_Exercise goal_: Exactly the lines from the top of the records below through the one containing "#[derive(Debug, Clone, Copy, PartialEq, Eq, Hash)]" must be set down, with no line added or dropped.

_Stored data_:

//! Physical planning: pick an execution strategy per plan stage.
//!
//! Strategy choice is cost-threshold driven and never affects results:
//! every strategy computes the same answer (floats may differ in ULPs under
//! Parallel). The adaptive executor may later override these choices with a
//! learned strategy for the same fingerprint.

use frozen_store::FrozenStore;
use observability_deps::tracing::debug;
use predicate::Predicate;
use selection::simd_available;

use crate::plan::LogicalPlan;
use crate::EngineConfig;

/// How a stage executes.
#[derive(Debug, Clone, Copy, PartialEq, Eq, Hash)]
pub enum Strategy {
    Sequential,
    Simd,
    Parallel,
    Compiled,
}

impl std::fmt::Display for Strategy {
    fn fmt(&self, f: &mut std::fmt::Formatter<'_>) -> std::fmt::Result {
        match self {
            Self::Sequential => write!(f, "sequential"),
            Self::Simd => write!(f, "simd"),
            Self::Parallel => write!(f, "parallel"),
            Self::Compiled => write!(f, "compiled"),
        }
    }
}

/// How grouped aggregation executes.
#[derive(Debug, Clone, Copy, PartialEq, Eq)]
pub enum GroupStrategy {
    Hash,
    /// Output must come back key-ordered (no later sort re-orders it).
    Sorted,
}

/// The annotated plan handed to the executor.
#[derive(Debug, Clone)]
pub struct PhysicalPlan {
    pub root: std::sync::Arc<LogicalPlan>,
    pub filter_strategy: Strategy,
    pub aggregate_strategy: Strategy,
    pub group_strategy: GroupStrategy,
}

/// Annotate `plan` with strategies.
pub fn plan_physical(
    root: std::sync::Arc<LogicalPlan>,
    store: &FrozenStore,
    config: &EngineConfig,
) -> PhysicalPlan {
    let filter_strategy = filter_strategy(&root, store, config);
    let aggregate_strategy = aggregate_strategy(&root, store, config);
    let group_strategy = group_strategy(&root);

    debug!(
        filter = %filter_strategy,
        aggregate = %aggregate_strategy,
        "physical plan"
    );

    PhysicalPlan {
        root,
        filter_strategy,
        aggregate_strategy,
        group_strategy,
    }
}

// Find the (merged) filter node and choose its strategy from the estimated
// rows of its input.
fn filter_strategy(plan: &LogicalPlan, store: &FrozenStore, config: &EngineConfig) -> Strategy {
    let Some((predicates, input)) = find_filter(plan) else {
        return Strategy::Sequential;
    };
    let input_rows = input.estimated_rows(store);

    if config.enable_parallel_execution
        && input_rows >= config.parallel_row_threshold as f64
        && predicates.len() > 1
    {
        return Strategy::Parallel;
    }
    if config.enable_compiled_predicates && predicates.iter().all(compilable) {
        return Strategy::Compiled;
    }
    if input_rows >= config.simd_row_threshold as f64 && simd_available() {
        return Strategy::Simd;
    }
    Strategy::Sequential
}

fn find_filter(plan: &LogicalPlan) -> Option<(&[Predicate], &LogicalPlan)> {
    match plan {
        LogicalPlan::Filter { input, predicates } => Some((predicates, input)),
        other => other.input().and_then(find_filter),
    }
}

// A predicate the compiled tape can fuse: a plain scalar comparison.
fn compilable(pred: &Predicate) -> bool {
    matches!(
        pred,
        Predicate::Cmp(cmp) if !matches!(
            cmp.literal,
            predicate::Literal::Str(_)
        ) && cmp.op != predicate::Operator::Like
    )
}

fn aggregate_strategy(plan: &LogicalPlan, store: &FrozenStore, config: &EngineConfig) -> Strategy {
    let (op, column, input) = match plan {
        LogicalPlan::Aggregate { op, column, input } => (*op, column.as_ref(), input),
        LogicalPlan::GroupBy { input, .. } => {
            // grouped aggregation parallelism is governed by its own policy
            let rows = input.estimated_rows(store);
            return if rows >= config.simd_row_threshold as f64 && simd_available() {
                Strategy::Simd
            } else {
                Strategy::Sequential
            };
        }
        other => match other.input() {
            Some(input) => return aggregate_strategy(input, store, config),
            None => return Strategy::Sequential,
        },
    };

    let input_rows = input.estimated_rows(store);
    let bare_count = op == aggregate::AggregateType::Count && column.is_none();

    if bare_count {
        // Count is a popcount; fan-out never pays for itself.
        return Strategy::Sequential;
    }
    if config.enable_parallel_execution && input_rows >= config.parallel_row_threshold as f64 {
        return Strategy::Parallel;
    }
    if input_rows >= config.simd_row_threshold as f64 && simd_available() {
        return Strategy::Simd;
    }
    Strategy::Sequential
}

fn group_strategy(plan: &LogicalPlan) -> GroupStrategy {
    // Sorted aggregation applies when grouped output feeds nothing that
    // re-orders it; the executor emits key-ordered groups in that case.
    match plan {
        LogicalPlan::GroupBy { .. } | LogicalPlan::GroupFilter { .. } => GroupStrategy::Sorted,
        LogicalPlan::Sort { .. } => GroupStrategy::Hash,
        other => match other.input() {
            Some(input) => group_strategy(input),
            None => GroupStrategy::Hash,
        },
    }
}

#[cfg(test)]
mod test {
    use super::*;
    use aggregate::AggregateType;
    use predicate::Operator;
    use std::sync::Arc;

    fn store(rows: usize) -> FrozenStore {
        FrozenStore::builder()
            .col_i64("v", (0..rows as i64).map(Some).collect())
            .freeze()
            .unwrap()
    }

    fn filter(preds: Vec<Predicate>) -> LogicalPlan {
        LogicalPlan::Filter {
            input: Box::new(LogicalPlan::scan()),
            predicates: preds,
        }
    }

    #[test]
    fn small_inputs_run_sequential_or_compiled() {
        let store = store(10);
        let config = EngineConfig {
            enable_compiled_predicates: false,
            ..Default::default()
        };
        let plan = plan_physical(
            Arc::new(filter(vec![Predicate::cmp("v", Operator::GT, 1i64)])),
            &store,
            &config,
        );
        assert_eq!(plan.filter_strategy, Strategy::Sequential);

        let config = EngineConfig::default();
        let plan = plan_physical(
            Arc::new(filter(vec![Predicate::cmp("v", Operator::GT, 1i64)])),
            &store,
            &config,
        );
        assert_eq!(plan.filter_strategy, Strategy::Compiled);
    }

    #[test]
    fn large_multi_predicate_filters_go_parallel() {
        let store = store(100_000);
        let plan = plan_physical(
            Arc::new(filter(vec![
                Predicate::cmp("v", Operator::GT, 1i64),
                Predicate::cmp("v", Operator::LT, 90_000i64),
            ])),
            &store,
            &EngineConfig::default(),
        );
        assert_eq!(plan.filter_strategy, Strategy::Parallel);

        // a single predicate stays off the parallel path
        let plan = plan_physical(
            Arc::new(filter(vec![Predicate::cmp("v", Operator::GT, 1i64)])),
            &store,
            &EngineConfig::default(),
        );
        assert_ne!(plan.filter_strategy, Strategy::Parallel);
    }

    #[test]
    fn string_predicates_are_not_compiled() {
        let store = FrozenStore::builder()
            .col_utf8("s", vec![Some("a"); 10])
            .freeze()
            .unwrap();
        let plan = plan_physical(
            Arc::new(filter(vec![Predicate::cmp("s", Operator::Equal, "a")])),
            &store,
            &EngineConfig::default(),
        );
        assert_ne!(plan.filter_strategy, Strategy::Compiled);
    }

    #[test]
    fn bare_count_is_sequential() {
        let store = store(1_000_000);
        let plan = plan_physical(
            Arc::new(LogicalPlan::Aggregate {
                input: Box::new(LogicalPlan::scan()),
                op: AggregateType::Count,
                column: None,
            }),
            &store,
            &EngineConfig::default(),
        );
        assert_eq!(plan.aggregate_strategy, Strategy::Sequential);

        let plan = plan_physical(
            Arc::new(LogicalPlan::Aggregate {
                input: Box::new(LogicalPlan::scan()),
                op: AggregateType::Sum,
                column: Some("v".into()),
            }),
            &store,
            &EngineConfig::default(),
        );
        assert_eq!(plan.aggregate_strategy, Strategy::Parallel);
    }

    #[test]
    fn group_output_order() {
        let group = LogicalPlan::GroupBy {
            input: Box::new(LogicalPlan::scan()),
            key: "k".into(),
            aggregates: vec![],
        };
        assert_eq!(group_strategy(&group), GroupStrategy::Sorted);

        let sorted_later = LogicalPlan::Sort {
            input: Box::new(group),
            keys: vec![crate::plan::SortKey {
                column: "k".into(),
                descending: true,
            }],
            unique: false,
        };
        assert_eq!(group_strategy(&sorted_later), GroupStrategy::Hash);
    }
}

_Output for this exercise_:
//! Physical planning: pick an execution strategy per plan stage.
//!
//! Strategy choice is cost-threshold driven and never affects results:
//! every strategy computes the same answer (floats may differ in ULPs under
//! Parallel). The adaptive executor may later override these choices with a
//! learned strategy for the same fingerprint.

use frozen_store::FrozenStore;
use observability_deps::tracing::debug;
use predicate::Predicate;
use selection::simd_available;

use crate::plan::LogicalPlan;
use crate::EngineConfig;

/// How a stage executes.
#[derive(Debug, Clone, Copy, PartialEq, Eq, Hash)]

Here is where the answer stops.